Ce midi là, William et Pierre étaient au self lorsque Kévin entra. William paniqua. Surtout que Kévin s'approcha de lui et lui demanda, de sa voix toujours aussi mielleuse :
-Alors, sa va, dis-moi ?
William devint blanc et Pierre s'emporta :
-MAIS COMMENT OSES-TU LUI ADRESSER LA PAROLE ?
Hors de lui, il se jeta sur Kévin et le rua de coups de poing.
-Espèce de salaud, tu mériterais de crever après ce que tu lui as fait ! Connard!
Il fallu au moins 5 infirmières pour les séparer. Pierre était fou de rage.
-Je vais le tuer, je vais le tuer... murmurait-il en grinçant des dents.
William était complètement tétanisé devant tant d'agressivité. Jamais il n'avait vu son ami dans cet état. Il prit peur et s'enfuit.

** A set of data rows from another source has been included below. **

/// semsearch error types
#[derive(Debug, thiserror::Error)]
pub enum SemsearchError {
    /// Vector length differs from the collection dimensionality
    #[error("Dimension mismatch: expected {expected}, got {actual}")]
    DimensionMismatch { expected: usize, actual: usize },

    /// Bad limit / numCandidates / id / option value
    #[error("Invalid parameter: {0}")]
    InvalidParameter(String),

    /// Zero-norm or non-finite vector
    #[error("Invalid vector: {0}")]
    InvalidVector(String),

    /// Empty or malformed query text
    #[error("Invalid query: {0}")]
    InvalidQuery(String),

    /// Embedder still failing after retries
    #[error("Embedding unavailable{}: {} (after {} attempt(s))", record_suffix(.id), .reason, .attempts)]
    EmbeddingUnavailable {
        id: Option<String>,
        attempts: u32,
        reason: String,
    },

    /// Embeddings come from a different model than the collection was built with
    #[error("Incompatible embedding model: collection uses '{expected}', embedder is '{actual}'")]
    IncompatibleModel { expected: String, actual: String },

    /// Not found
    #[error("Not found: {0}")]
    NotFound(String),

    /// Operation aborted through a cancellation token
    #[error("Operation cancelled")]
    Cancelled,

    /// Durable log / metadata problem
    #[error("Storage error: {0}")]
    Storage(String),

    /// Configuration error
    #[error("Configuration error: {0}")]
    Config(String),

    /// Internal error
    #[error("Internal error: {0}")]
    Internal(String),

    /// IO error
    #[error("IO error: {0}")]
    Io(#[from] std::io::Error),

    /// JSON serialization error
    #[error("JSON error: {0}")]
    Json(#[from] serde_json::Error),

    /// General error (anyhow integration)
    #[error(transparent)]
    Other(#[from] anyhow::Error),
}

fn record_suffix(id: &Option<String>) -> String {
    id.as_deref()
        .map(|id| format!(" for record {}", id))
        .unwrap_or_default()
}

impl SemsearchError {
    /// Create dimension mismatch error
    pub fn dimension_mismatch(expected: usize, actual: usize) -> Self {
        Self::DimensionMismatch { expected, actual }
    }

    /// Create invalid parameter error
    pub fn invalid_parameter<S: Into<String>>(msg: S) -> Self {
        Self::InvalidParameter(msg.into())
    }

    /// Create invalid vector error
    pub fn invalid_vector<S: Into<String>>(msg: S) -> Self {
        Self::InvalidVector(msg.into())
    }

    /// Create invalid query error
    pub fn invalid_query<S: Into<String>>(msg: S) -> Self {
        Self::InvalidQuery(msg.into())
    }

    /// Create embedding unavailable error
    pub fn embedding_unavailable<S: Into<String>>(
        id: Option<String>,
        attempts: u32,
        reason: S,
    ) -> Self {
        Self::EmbeddingUnavailable {
            id,
            attempts,
            reason: reason.into(),
        }
    }

    /// Create incompatible model error
    pub fn incompatible_model<E: Into<String>, A: Into<String>>(expected: E, actual: A) -> Self {
        Self::IncompatibleModel {
            expected: expected.into(),
            actual: actual.into(),
        }
    }

    /// Create not found error
    pub fn not_found<S: Into<String>>(msg: S) -> Self {
        Self::NotFound(msg.into())
    }

    /// Create storage error
    pub fn storage<S: Into<String>>(msg: S) -> Self {
        Self::Storage(msg.into())
    }

    /// Create config error
    pub fn config<S: Into<String>>(msg: S) -> Self {
        Self::Config(msg.into())
    }

    /// Create internal error
    pub fn internal<S: Into<String>>(msg: S) -> Self {
        Self::Internal(msg.into())
    }

    /// Caller mistakes that retrying will never fix
    pub fn is_structural(&self) -> bool {
        matches!(
            self,
            Self::DimensionMismatch { .. }
                | Self::InvalidParameter(_)
                | Self::InvalidVector(_)
                | Self::InvalidQuery(_)
                | Self::IncompatibleModel { .. }
        )
    }
}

____Pierre le retrouva, comme il s'y attendait, sur le toit.
-Pourquoi tu es parti ? Demanda-t-il.
William haussa les épaules.
-Je ne sais pas. J'ai eu peur.
-De moi ? Attends, tu as vraiment cru que j'allais le laisser tranquille après ce qui s'est passé l'autre jour ?
-Non. Pour toi. Tu ne le connais pas. Tu ne sais pas de quoi il est capable.
-Mais on ne risque rien ici.
-Tu n'en sais rien. Ce que tu as fait était totalement inconscient et irresponsable.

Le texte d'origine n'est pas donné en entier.